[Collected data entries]
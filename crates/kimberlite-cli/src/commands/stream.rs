//! Stream management commands.

use anyhow::{Context, Result, bail};
use kimberlite_client::{Client, ClientConfig};
use kimberlite_types::{DataClass, Offset, StreamId, TenantId};

use crate::style::{
    colors::SemanticStyle, create_spinner, finish_and_clear, finish_success, print_code_example,
    print_hint, print_labeled, print_spacer, print_success, print_warn,
};

/// Creates a new stream.
pub fn create(server: &str, tenant: u64, name: &str, class: &str) -> Result<()> {
    let config = ClientConfig::default();
    let tenant_id = TenantId::new(tenant);

    let sp = create_spinner(&format!("Connecting to {server}..."));
    let mut client = Client::connect(server, tenant_id, config)
        .with_context(|| format!("Failed to connect to {server}"))?;
    finish_and_clear(&sp);

    let data_class = parse_data_class(class)?;

    let sp = create_spinner(&format!("Creating stream '{name}'..."));
    let stream_id = client.create_stream(name, data_class)?;
    finish_success(&sp, &format!("Created stream '{name}'"));

    print_spacer();
    print_labeled("Stream ID", &u64::from(stream_id).to_string());
    print_labeled("Name", name);
    print_labeled("Classification", class);

    print_spacer();
    print_hint("Append events:");
    print_code_example(&format!(
        "kimberlite stream append {} '{{\"event\": \"data\"}}'",
        u64::from(stream_id)
    ));

    Ok(())
}

/// Lists all streams (requires server-side support).
pub fn list(server: &str, tenant: u64) -> Result<()> {
    let config = ClientConfig::default();
    let tenant_id = TenantId::new(tenant);

    let sp = create_spinner(&format!("Connecting to {server}..."));
    let _client = Client::connect(server, tenant_id, config)
        .with_context(|| format!("Failed to connect to {server}"))?;
    finish_success(&sp, &format!("Connected to {server}"));

    print_spacer();
    print_labeled("Server", server);
    print_labeled("Tenant ID", &tenant.to_string());

    print_spacer();
    // TODO(v0.7.0): Stream listing requires server-side support
    print_warn("Stream listing requires server-side support (not yet implemented).");
    print_hint("Use when available:");
    print_code_example("kimberlite query \"SELECT * FROM _streams\"");

    Ok(())
}

/// Appends events to a stream.
pub fn append(server: &str, tenant: u64, stream_id: u64, events: Vec<String>) -> Result<()> {
    let config = ClientConfig::default();
    let tenant_id = TenantId::new(tenant);

    let sp = create_spinner(&format!("Connecting to {server}..."));
    let mut client = Client::connect(server, tenant_id, config)
        .with_context(|| format!("Failed to connect to {server}"))?;
    finish_and_clear(&sp);

    let stream = StreamId::new(stream_id);
    let event_count = events.len();
    let event_data: Vec<Vec<u8>> = events.into_iter().map(String::into_bytes).collect();

    let sp = create_spinner(&format!("Appending {event_count} event(s)..."));
    let offset = client.append(stream, event_data, Offset::ZERO)?;
    finish_success(
        &sp,
        &format!(
            "Appended {event_count} event(s) at offset {}",
            offset.as_u64()
        ),
    );

    print_spacer();
    print_labeled("Stream ID", &stream_id.to_string());
    print_labeled("Offset", &offset.as_u64().to_string());

    Ok(())
}

/// Reads events from a stream.
pub fn read(server: &str, tenant: u64, stream_id: u64, from: u64, max_bytes: u64) -> Result<()> {
    let config = ClientConfig::default();
    let tenant_id = TenantId::new(tenant);

    let sp = create_spinner(&format!("Connecting to {server}..."));
    let mut client = Client::connect(server, tenant_id, config)
        .with_context(|| format!("Failed to connect to {server}"))?;
    finish_and_clear(&sp);

    let stream = StreamId::new(stream_id);
    let from_offset = Offset::new(from);

    let sp = create_spinner(&format!("Reading from offset {from}..."));
    let response = client.read_events(stream, from_offset, max_bytes)?;
    finish_and_clear(&sp);

    if response.events.is_empty() {
        print_warn(&format!("No events found starting from offset {from}."));
    } else {
        print_success(&format!("Read {} event(s):", response.events.len()));
        print_spacer();

        for (i, event) in response.events.iter().enumerate() {
            let offset_num = from + i as u64;
            let text = String::from_utf8_lossy(event);
            println!("  {} {}", format!("[{offset_num}]").muted(), text);
        }
    }

    if let Some(next) = response.next_offset {
        print_spacer();
        print_hint(&format!("Next offset: {}", next.as_u64()));
    }

    Ok(())
}

/// Parses a data classification string.
fn parse_data_class(s: &str) -> Result<DataClass> {
    match s.to_lowercase().as_str() {
        "non-phi" | "nonphi" => Ok(DataClass::Public),
        "phi" => Ok(DataClass::PHI),
        "deidentified" | "de-identified" => Ok(DataClass::Deidentified),
        other => bail!("Unknown data class: '{other}'. Use: non-phi, phi, or deidentified."),
    }
}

*PROBLEM TO SOLVE*
Stop after the line containing "class: &str) ->": print exactly the lines from the start of the entries above up to it, that line included.

*ANSWER TO THIS EXERCISE*
filename crates/kimberlite-cli/src/commands/stream.rs
//! Stream management commands.

use anyhow::{Context, Result, bail};
use kimberlite_client::{Client, ClientConfig};
use kimberlite_types::{DataClass, Offset, StreamId, TenantId};

use crate::style::{
    colors::SemanticStyle, create_spinner, finish_and_clear, finish_success, print_code_example,
    print_hint, print_labeled, print_spacer, print_success, print_warn,
};

/// Creates a new stream.
pub fn create(server: &str, tenant: u64, name: &str, class: &str) -> Result<()> {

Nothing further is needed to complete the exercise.